From the entries below, copy every line where the string "edge" appears.

------ Data extract ------

//! Geometric annotations: rectangles, ellipses, lines, and arrows.

use super::color::Color;
use super::context::DrawContext;
use super::error::GeometryError;
use super::object::{DrawingObject, validate_rect, validate_scale};
use super::render::draw_selection_outline;
use super::transform::Transform;
use crate::util::{self, Rect};

/// Geometry of a [`Shape`].
///
/// Every kind is described by its bounding rectangle. Lines and arrows run
/// corner to corner; `flip_x`/`flip_y` put their first point (start or tail)
/// on the right/bottom edge so the direction survives a resize.
#[derive(Clone, Debug, PartialEq)]
pub enum ShapeKind {
    /// Rectangle outline
    Rectangle { rect: Rect },
    /// Ellipse outline inscribed in `rect`
    Ellipse { rect: Rect },
    /// Straight line across `rect`
    Line { rect: Rect, flip_x: bool, flip_y: bool },
    /// Line across `rect` with a V-shaped head at its second point
    Arrow {
        rect: Rect,
        flip_x: bool,
        flip_y: bool,
        /// Arrowhead length in model units
        head_length: f64,
        /// Arrowhead angle in degrees
        head_angle: f64,
    },
}

impl ShapeKind {
    fn rect(&self) -> &Rect {
        match self {
            ShapeKind::Rectangle { rect }
            | ShapeKind::Ellipse { rect }
            | ShapeKind::Line { rect, .. }
            | ShapeKind::Arrow { rect, .. } => rect,
        }
    }

    fn rect_mut(&mut self) -> &mut Rect {
        match self {
            ShapeKind::Rectangle { rect }
            | ShapeKind::Ellipse { rect }
            | ShapeKind::Line { rect, .. }
            | ShapeKind::Arrow { rect, .. } => rect,
        }
    }
}

/// A stroked geometric annotation.
#[derive(Clone, Debug, PartialEq)]
pub struct Shape {
    pub kind: ShapeKind,
    /// Stroke color
    pub color: Color,
    /// Stroke width in model units
    pub thickness: f64,
    locked: bool,
    selected: bool,
}

impl Shape {
    pub fn new(kind: ShapeKind, color: Color, thickness: f64) -> Self {
        Self {
            kind,
            color,
            thickness,
            locked: false,
            selected: false,
        }
    }

    pub fn rectangle(rect: Rect, color: Color, thickness: f64) -> Self {
        Self::new(ShapeKind::Rectangle { rect }, color, thickness)
    }

    pub fn ellipse(rect: Rect, color: Color, thickness: f64) -> Self {
        Self::new(ShapeKind::Ellipse { rect }, color, thickness)
    }

    pub fn line(start: (f64, f64), end: (f64, f64), color: Color, thickness: f64) -> Self {
        let (rect, flip_x, flip_y) = span(start, end);
        Self::new(ShapeKind::Line { rect, flip_x, flip_y }, color, thickness)
    }

    pub fn arrow(
        tail: (f64, f64),
        head: (f64, f64),
        head_length: f64,
        head_angle: f64,
        color: Color,
        thickness: f64,
    ) -> Self {
        let (rect, flip_x, flip_y) = span(tail, head);
        Self::new(
            ShapeKind::Arrow {
                rect,
                flip_x,
                flip_y,
                head_length,
                head_angle,
            },
            color,
            thickness,
        )
    }

    /// Pins the shape in place; locked shapes report `is_movable() == false`.
    pub fn locked(mut self) -> Self {
        self.locked = true;
        self
    }

    pub fn set_locked(&mut self, locked: bool) {
        self.locked = locked;
    }

    /// Start and end point of a line, or tail and head of an arrow.
    pub fn endpoints(&self) -> Option<((f64, f64), (f64, f64))> {
        match &self.kind {
            ShapeKind::Line {
                rect,
                flip_x,
                flip_y,
            }
            | ShapeKind::Arrow {
                rect,
                flip_x,
                flip_y,
                ..
            } => Some(corner_points(rect, *flip_x, *flip_y)),
            ShapeKind::Rectangle { .. } | ShapeKind::Ellipse { .. } => None,
        }
    }

    /// Bounding rectangle grown to cover the stroke and arrowhead.
    ///
    /// Suitable for repaint hints; hit-testing uses [`DrawingObject::bounding_rect`].
    pub fn damage_rect(&self) -> Rect {
        let mut rect = self.bounding_rect();
        if let (
            ShapeKind::Arrow {
                head_length,
                head_angle,
                ..
            },
            Some((tail, head)),
        ) = (&self.kind, self.endpoints())
        {
            for (px, py) in util::arrowhead_points(head, tail, *head_length, *head_angle) {
                rect = rect.union(Rect::new(px, py, 0.0, 0.0));
            }
        }
        rect.inflate(stroke_padding(self.thickness));
        rect
    }
}

fn stroke_padding(thickness: f64) -> f64 {
    (thickness / 2.0).max(1.0)
}

/// Bounding rectangle of a segment and whether `from` lies on the far edge of each axis.
fn span(from: (f64, f64), to: (f64, f64)) -> (Rect, bool, bool) {
    let rect = Rect::from_corners(from.0, from.1, to.0, to.1);
    (rect, from.0 > to.0, from.1 > to.1)
}

fn corner_points(rect: &Rect, flip_x: bool, flip_y: bool) -> ((f64, f64), (f64, f64)) {
    let (x1, x2) = if flip_x {
        (rect.max_x(), rect.x)
    } else {
        (rect.x, rect.max_x())
    };
    let (y1, y2) = if flip_y {
        (rect.max_y(), rect.y)
    } else {
        (rect.y, rect.max_y())
    };
    ((x1, y1), (x2, y2))
}

impl DrawingObject for Shape {
    fn set_selected(&mut self, selected: bool) {
        self.selected = selected;
    }

    fn is_selected(&self) -> bool {
        self.selected
    }

    fn translate(&mut self, dx: f64, dy: f64) {
        self.kind.rect_mut().translate(dx, dy);
    }

    fn bounding_rect(&self) -> Rect {
        *self.kind.rect()
    }

    fn set_rect(&mut self, x: f64, y: f64, width: f64, height: f64) -> Result<(), GeometryError> {
        *self.kind.rect_mut() = validate_rect(x, y, width, height)?;
        Ok(())
    }

    fn scale(&mut self, factor: f64) -> Result<(), GeometryError> {
        let factor = validate_scale(factor)?;
        let rect = self.kind.rect_mut();
        rect.width *= factor;
        rect.height *= factor;
        if let ShapeKind::Arrow { head_length, .. } = &mut self.kind {
            *head_length *= factor;
        }
        Ok(())
    }

    fn draw(&self, ctx: &mut dyn DrawContext, transform: &Transform) {
        ctx.save();
        ctx.set_color(self.color);
        ctx.set_line_width(transform.apply_length(self.thickness));

        match &self.kind {
            ShapeKind::Rectangle { rect } => {
                let r = transform.apply_to_rect(rect);
                ctx.stroke_rect(r.x, r.y, r.width, r.height);
            }
            ShapeKind::Ellipse { rect } => {
                let r = transform.apply_to_rect(rect);
                ctx.stroke_ellipse(r.x, r.y, r.width, r.height);
            }
            ShapeKind::Line {
                rect,
                flip_x,
                flip_y,
            } => {
                let (start, end) = corner_points(rect, *flip_x, *flip_y);
                let (x1, y1) = transform.apply_to_point(start);
                let (x2, y2) = transform.apply_to_point(end);
                ctx.stroke_line(x1, y1, x2, y2);
            }
            ShapeKind::Arrow {
                rect,
                flip_x,
                flip_y,
                head_length,
                head_angle,
            } => {
                let (tail, head) = corner_points(rect, *flip_x, *flip_y);
                let tail = transform.apply_to_point(tail);
                let tip = transform.apply_to_point(head);
                ctx.stroke_line(tail.0, tail.1, tip.0, tip.1);

                let [left, right] = util::arrowhead_points(
                    tip,
                    tail,
                    transform.apply_length(*head_length),
                    *head_angle,
                );
                ctx.stroke_polyline(&[left, tip, right]);
            }
        }
        ctx.restore();

        if self.selected {
            draw_selection_outline(ctx, &transform.apply_to_rect(&self.bounding_rect()));
        }
    }

    fn is_movable(&self) -> bool {
        !self.locked
    }
}

#[cfg(test)]
mod tests {
    use super::*;
    use crate::draw::color::{BLACK, RED};
    use crate::draw::context::recording::{Op, RecordingContext};

    fn assert_rect_close(actual: Rect, expected: Rect) {
        let eps = 1e-9;
        assert!(
            (actual.x - expected.x).abs() < eps
                && (actual.y - expected.y).abs() < eps
                && (actual.width - expected.width).abs() < eps
                && (actual.height - expected.height).abs() < eps,
            "{actual:?} != {expected:?}"
        );
    }

    fn all_kinds() -> Vec<Shape> {
        vec![
            Shape::rectangle(Rect::new(10.0, 20.0, 30.0, 40.0), RED, 2.0),
            Shape::ellipse(Rect::new(-5.0, 0.0, 12.0, 6.0), RED, 1.0),
            Shape::line((50.0, 40.0), (70.0, 90.0), BLACK, 4.0),
            Shape::arrow((100.0, 100.0), (50.0, 120.0), 20.0, 30.0, BLACK, 3.0),
        ]
    }

    #[test]
    fn set_rect_yields_exact_bounds_for_every_kind() {
        for mut shape in all_kinds() {
            shape.set_rect(3.0, 4.0, 25.0, 7.5).unwrap();
            assert_eq!(shape.bounding_rect(), Rect::new(3.0, 4.0, 25.0, 7.5));
        }
    }

    #[test]
    fn translate_shifts_origin_only() {
        for mut shape in all_kinds() {
            let before = shape.bounding_rect();
            shape.translate(-7.0, 2.5);
            let after = shape.bounding_rect();
            assert_rect_close(
                after,
                Rect::new(before.x - 7.0, before.y + 2.5, before.width, before.height),
            );
        }
    }

    #[test]
    fn scale_and_inverse_restore_bounds() {
        for mut shape in all_kinds() {
            let before = shape.bounding_rect();
            shape.scale(3.0).unwrap();
            assert_rect_close(
                shape.bounding_rect(),
                Rect::new(before.x, before.y, before.width * 3.0, before.height * 3.0),
            );
            shape.scale(1.0 / 3.0).unwrap();
            assert_rect_close(shape.bounding_rect(), before);
        }
    }

    #[test]
    fn invalid_geometry_is_rejected_without_change() {
        let mut shape = Shape::rectangle(Rect::new(0.0, 0.0, 10.0, 10.0), RED, 1.0);
        assert!(shape.set_rect(0.0, 0.0, -1.0, 5.0).is_err());
        assert_eq!(shape.scale(0.0), Err(GeometryError::InvalidScale(0.0)));
        assert!(shape.scale(-1.0).is_err());
        assert_eq!(shape.bounding_rect(), Rect::new(0.0, 0.0, 10.0, 10.0));
    }

    #[test]
    fn line_keeps_direction_after_resize() {
        let mut shape = Shape::line((10.0, 0.0), (0.0, 10.0), BLACK, 1.0);
        shape.set_rect(100.0, 100.0, 20.0, 40.0).unwrap();
        assert_eq!(shape.endpoints(), Some(((120.0, 100.0), (100.0, 140.0))));
    }

    #[test]
    fn arrow_head_stays_at_head_end() {
        let mut shape = Shape::arrow((0.0, 10.0), (10.0, 0.0), 4.0, 30.0, BLACK, 1.0);
        shape.translate(5.0, 5.0);
        shape.scale(2.0).unwrap();
        assert_eq!(shape.endpoints(), Some(((5.0, 25.0), (25.0, 5.0))));
        assert!(matches!(shape.kind, ShapeKind::Arrow { head_length, .. } if head_length == 8.0));
    }

    #[test]
    fn fractional_set_rect_is_exact_for_every_kind() {
        for mut shape in all_kinds() {
            shape.set_rect(0.1, 0.1, 0.2, 0.2).unwrap();
            assert_eq!(shape.bounding_rect(), Rect::new(0.1, 0.1, 0.2, 0.2));

            shape.set_rect(1e16, 0.0, 1.0, 1.0).unwrap();
            assert_eq!(shape.bounding_rect(), Rect::new(1e16, 0.0, 1.0, 1.0));
        }
    }

    #[test]
    fn fractional_translate_keeps_extent() {
        let mut shape = Shape::line((0.0, 0.0), (0.3, 0.3), BLACK, 1.0);
        let before = shape.bounding_rect();
        shape.translate(0.1, 0.7);
        let after = shape.bounding_rect();
        assert_eq!((after.width, after.height), (before.width, before.height));
        assert_eq!((after.x, after.y), (0.1, 0.7));
    }

    #[test]
    fn horizontal_line_grows_to_requested_height() {
        let mut shape = Shape::line((0.0, 5.0), (10.0, 5.0), BLACK, 1.0);
        assert_eq!(shape.bounding_rect().height, 0.0);
        shape.set_rect(0.0, 0.0, 10.0, 4.0).unwrap();
        assert_eq!(shape.bounding_rect(), Rect::new(0.0, 0.0, 10.0, 4.0));
    }

    #[test]
    fn damage_rect_covers_stroke_and_arrowhead() {
        let shape = Shape::arrow((100.0, 100.0), (50.0, 120.0), 20.0, 30.0, BLACK, 3.0);
        let damage = shape.damage_rect();
        for (px, py) in util::arrowhead_points((50.0, 120.0), (100.0, 100.0), 20.0, 30.0) {
            assert!(damage.contains(px, py));
        }
        let bounds = shape.bounding_rect();
        assert!(damage.x < bounds.x && damage.max_y() > bounds.max_y());
    }

    #[test]
    fn locked_shapes_are_not_movable() {
        let shape = Shape::rectangle(Rect::new(0.0, 0.0, 1.0, 1.0), RED, 1.0);
        assert!(shape.is_movable());
        assert!(!shape.locked().is_movable());
    }

    #[test]
    fn draw_applies_transform_and_selection_outline() {
        let mut shape = Shape::rectangle(Rect::new(1.0, 2.0, 3.0, 4.0), RED, 2.0);
        let transform = Transform::new(10.0, 20.0, 2.0);

        let mut ctx = RecordingContext::default();
        shape.draw(&mut ctx, &transform);
        assert!(ctx.ops.contains(&Op::LineWidth(4.0)));
        assert!(ctx.ops.contains(&Op::StrokeRect(12.0, 24.0, 6.0, 8.0)));
        assert_eq!(ctx.depth, 0);
        let plain_len = ctx.ops.len();

        shape.set_selected(true);
        assert!(shape.is_selected());
        let mut ctx = RecordingContext::default();
        shape.draw(&mut ctx, &transform);
        assert!(ctx.ops.len() > plain_len);
        assert_eq!(ctx.depth, 0);

        shape.set_selected(false);
        assert!(!shape.is_selected());
    }
}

------

▶ [Answer space]
/// on the right/bottom edge so the direction survives a resize.
/// Bounding rectangle of a segment and whether `from` lies on the far edge of each axis.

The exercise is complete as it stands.